Boyko or Boiko (Ukrainian: Бойко) are a distinctive group of Ukrainian highlanders or mountain-dwellers of the Carpathian highlands. The Boykos inhabit the central and the western half of the Carpathians in Ukraine, including the Dolynskyi and a part of the Rozhniativskyi Raions (districts) in the Ivano-Frankivsk Oblast (province), the Skolivskyi, Turkivskyi, and parts of the Drohobytskyi, Sambirskyi and Starosambirskyi Raions in the Lviv Oblast, and parts of the Mizhhirskyi Raion in the Zakarpattia Oblast), as well as the adjacent areas of southeast Poland and northeast Slovakia.

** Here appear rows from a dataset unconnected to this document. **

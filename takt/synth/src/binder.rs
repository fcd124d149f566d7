//! MILP-based resource binding: joint minimum coloring of exclusion graphs.

use crate::{
    ExclusionGraph, IlpConstraint, IlpProblem, IlpSolver, Memory, Process,
    ProcessCollection, ProcessingElement,
};
use itertools::Itertools;
use std::collections::{BTreeMap, HashSet};
use takt_utils::{Error, GetName, Id, NameGenerator, TaktResult};

/// One exclusion graph to color, with an optional cap on the number of
/// physical resources available for it.
pub struct GraphBinding {
    pub graph: ExclusionGraph,
    pub cap: Option<u64>,
}

impl GraphBinding {
    pub fn new(graph: ExclusionGraph) -> Self {
        GraphBinding { graph, cap: None }
    }

    pub fn with_cap(graph: ExclusionGraph, cap: u64) -> Self {
        GraphBinding {
            graph,
            cap: Some(cap),
        }
    }
}

/// A graph prepared for the joint formulation: deterministic node order,
/// edge list, color budget and variable offsets.
struct PreparedGraph {
    nodes: Vec<Id>,
    edges: Vec<(usize, usize)>,
    clique: Vec<usize>,
    /// Color budget: the caller's cap when one was supplied, the greedy
    /// heuristic bound otherwise.
    colors: usize,
    /// Variable index of `x[node 0][color 0]`; `x[i][k]` lives at
    /// `x_offset + i * colors + k`.
    x_offset: usize,
    /// Variable index of `c[color 0]`.
    c_offset: usize,
}

impl PreparedGraph {
    fn x(&self, node: usize, color: usize) -> usize {
        self.x_offset + node * self.colors + color
    }

    fn c(&self, color: usize) -> usize {
        self.c_offset + color
    }
}

fn prepare(
    binding: &GraphBinding,
    next_var: &mut usize,
) -> TaktResult<PreparedGraph> {
    let graph = &binding.graph;
    if graph.node_count() == 0 {
        return Err(Error::malformed_structure(
            "cannot bind an empty process collection",
        ));
    }
    let nodes = graph.nodes();
    let index_of: BTreeMap<Id, usize> = nodes
        .iter()
        .enumerate()
        .map(|(i, n)| (*n, i))
        .collect();
    let edges = nodes
        .iter()
        .enumerate()
        .tuple_combinations()
        .filter(|((_, a), (_, b))| graph.has_edge(**a, **b))
        .map(|((i, _), (j, _))| (i, j))
        .collect_vec();
    // Cap if the caller supplied one, heuristic bound otherwise. Never more
    // colors than nodes.
    let colors = binding
        .cap
        .map(|c| c as usize)
        .unwrap_or_else(|| graph.color_bound())
        .clamp(1, nodes.len());
    let clique = graph
        .max_clique()
        .into_iter()
        .map(|n| index_of[&n])
        .take(colors)
        .collect_vec();
    let x_offset = *next_var;
    let c_offset = x_offset + nodes.len() * colors;
    *next_var = c_offset + colors;
    Ok(PreparedGraph {
        nodes,
        edges,
        clique,
        colors,
        x_offset,
        c_offset,
    })
}

/// Build the joint coloring MILP over all prepared graphs as plain data.
fn formulate(graphs: &[PreparedGraph], num_vars: usize) -> IlpProblem {
    let mut problem = IlpProblem::new(num_vars);
    for g in graphs {
        // minimize the total number of colors used
        for k in 0..g.colors {
            problem.objective[g.c(k)] = 1.0;
        }
        // every node gets exactly one color
        for i in 0..g.nodes.len() {
            let terms =
                (0..g.colors).map(|k| (g.x(i, k), 1.0)).collect_vec();
            problem.constraints.push(IlpConstraint::eq(terms, 1.0));
        }
        // adjacent nodes never share a color
        for &(i, j) in &g.edges {
            for k in 0..g.colors {
                problem.constraints.push(IlpConstraint::less_eq(
                    vec![(g.x(i, k), 1.0), (g.x(j, k), 1.0)],
                    1.0,
                ));
            }
        }
        // a color is used as soon as any node has it
        for i in 0..g.nodes.len() {
            for k in 0..g.colors {
                problem.constraints.push(IlpConstraint::less_eq(
                    vec![(g.x(i, k), 1.0), (g.c(k), -1.0)],
                    0.0,
                ));
            }
        }
        // colors are used in index order (symmetry breaking)
        for k in 0..g.colors.saturating_sub(1) {
            problem.constraints.push(IlpConstraint::less_eq(
                vec![(g.c(k + 1), 1.0), (g.c(k), -1.0)],
                0.0,
            ));
        }
        // pin one maximal clique to distinct colors (valid lower bound,
        // kills permutation symmetry among its members)
        for (k, &i) in g.clique.iter().enumerate() {
            problem
                .constraints
                .push(IlpConstraint::eq(vec![(g.x(i, k), 1.0)], 1.0));
            problem
                .constraints
                .push(IlpConstraint::eq(vec![(g.c(k), 1.0)], 1.0));
        }
    }
    problem
}

/// Split a graph's collection along the solved coloring, with colors
/// renumbered densely in index order.
fn collections_per_color(
    g: &PreparedGraph,
    collection: &ProcessCollection,
    values: &[bool],
) -> TaktResult<Vec<ProcessCollection>> {
    let mut color_of: BTreeMap<Id, usize> = BTreeMap::new();
    for (i, node) in g.nodes.iter().enumerate() {
        let color = (0..g.colors)
            .find(|&k| values[g.x(i, k)])
            .ok_or_else(|| {
                Error::internal(format!(
                    "solver assigned no color to process `{node}'"
                ))
            })?;
        color_of.insert(*node, color);
    }
    let used: Vec<usize> =
        color_of.values().copied().unique().sorted().collect();
    let mut out = Vec::with_capacity(used.len());
    for color in used {
        let processes: Vec<Process> = collection
            .iter()
            .filter(|p| color_of[&p.name()] == color)
            .cloned()
            .collect();
        out.push(ProcessCollection::from_processes(
            processes,
            collection.schedule_time(),
        )?);
    }
    Ok(out)
}

fn check_execution_times(collection: &ProcessCollection) -> TaktResult<()> {
    for p in collection.iter() {
        if p.execution_time() > collection.schedule_time() {
            return Err(Error::infeasible(format!(
                "execution time greater than the schedule time for \
                 process `{}' ({} > {})",
                p.name(),
                p.execution_time(),
                collection.schedule_time()
            )));
        }
    }
    Ok(())
}

/// Jointly bind operator processes to processing elements and memory
/// variables to memories, minimizing the total resource count.
///
/// Each operator-type graph yields one [ProcessingElement] per color; the
/// memory graph yields one [Memory] per color. Caps are respected when
/// supplied; the solver's failure to prove optimality is surfaced as an
/// infeasibility error without retrying.
pub fn bind(
    operator_graphs: Vec<GraphBinding>,
    memory_graph: Option<GraphBinding>,
    solver: &dyn IlpSolver,
) -> TaktResult<(Vec<ProcessingElement>, Vec<Memory>)> {
    // Pre-flight: intervals must fit the period, and each operator graph
    // must be homogeneous in operator type.
    for binding in &operator_graphs {
        let collection = binding.graph.collection();
        check_execution_times(collection)?;
        let types: HashSet<Option<Id>> =
            collection.iter().map(|p| p.type_name()).collect();
        if types.len() > 1 {
            return Err(Error::malformed_structure(
                "an operator exclusion graph must hold a single operator \
                 type",
            ));
        }
    }
    if let Some(binding) = &memory_graph {
        check_execution_times(binding.graph.collection())?;
    }

    let mut next_var = 0;
    let prepared: Vec<PreparedGraph> = operator_graphs
        .iter()
        .chain(memory_graph.iter())
        .map(|b| prepare(b, &mut next_var))
        .collect::<TaktResult<_>>()?;

    let problem = formulate(&prepared, next_var);
    log::info!(
        "binding MILP: {} graphs, {} variables, {} constraints",
        prepared.len(),
        problem.num_vars,
        problem.constraints.len()
    );
    let solution = solver.solve(&problem)?;

    let mut namegen = NameGenerator::default();
    let mut pes = Vec::new();
    let mut memories = Vec::new();
    let (op_prepared, mem_prepared) = prepared.split_at(operator_graphs.len());
    for (binding, g) in operator_graphs.iter().zip(op_prepared) {
        let parts = collections_per_color(
            g,
            binding.graph.collection(),
            &solution.values,
        )?;
        for part in parts {
            let type_name = part
                .iter()
                .next()
                .and_then(|p| p.type_name())
                .map(|t| format!("{t}_pe"))
                .unwrap_or_else(|| "pe".to_string());
            let name = namegen.gen_name(type_name);
            pes.push(ProcessingElement::new(name, part)?);
        }
    }
    if let (Some(binding), [g]) = (&memory_graph, mem_prepared) {
        let parts = collections_per_color(
            g,
            binding.graph.collection(),
            &solution.values,
        )?;
        for part in parts {
            let name = namegen.gen_name("memory");
            memories.push(Memory::new(name, part)?);
        }
    }
    log::info!(
        "binding result: {} processing elements, {} memories",
        pes.len(),
        memories.len()
    );
    Ok((pes, memories))
}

Boykos identify themselves as part of the Ukrainian ethnos. Indeed, in the 19th century and in the first part of the 20th century Boykos, as well as most of the population of the present day's Western Ukraine called themselves Ruthenians (Ukrainian: Русини, Rusyny). Then the term "Ukrainian", that replaced the term "Ruthenians" in Eastern Ukraine a century earlier, became more common among Western Ruthenians/Ukrainians, including Boykos, as well. According to the recent census practically all Boykos in Ukraine declared their ethnicity as Ukrainian. Only 131 people distinctly identified as Boyko.

The Boyko language is based on the Ruthenian language, much influenced by the liturgic Old Church Slavonic language.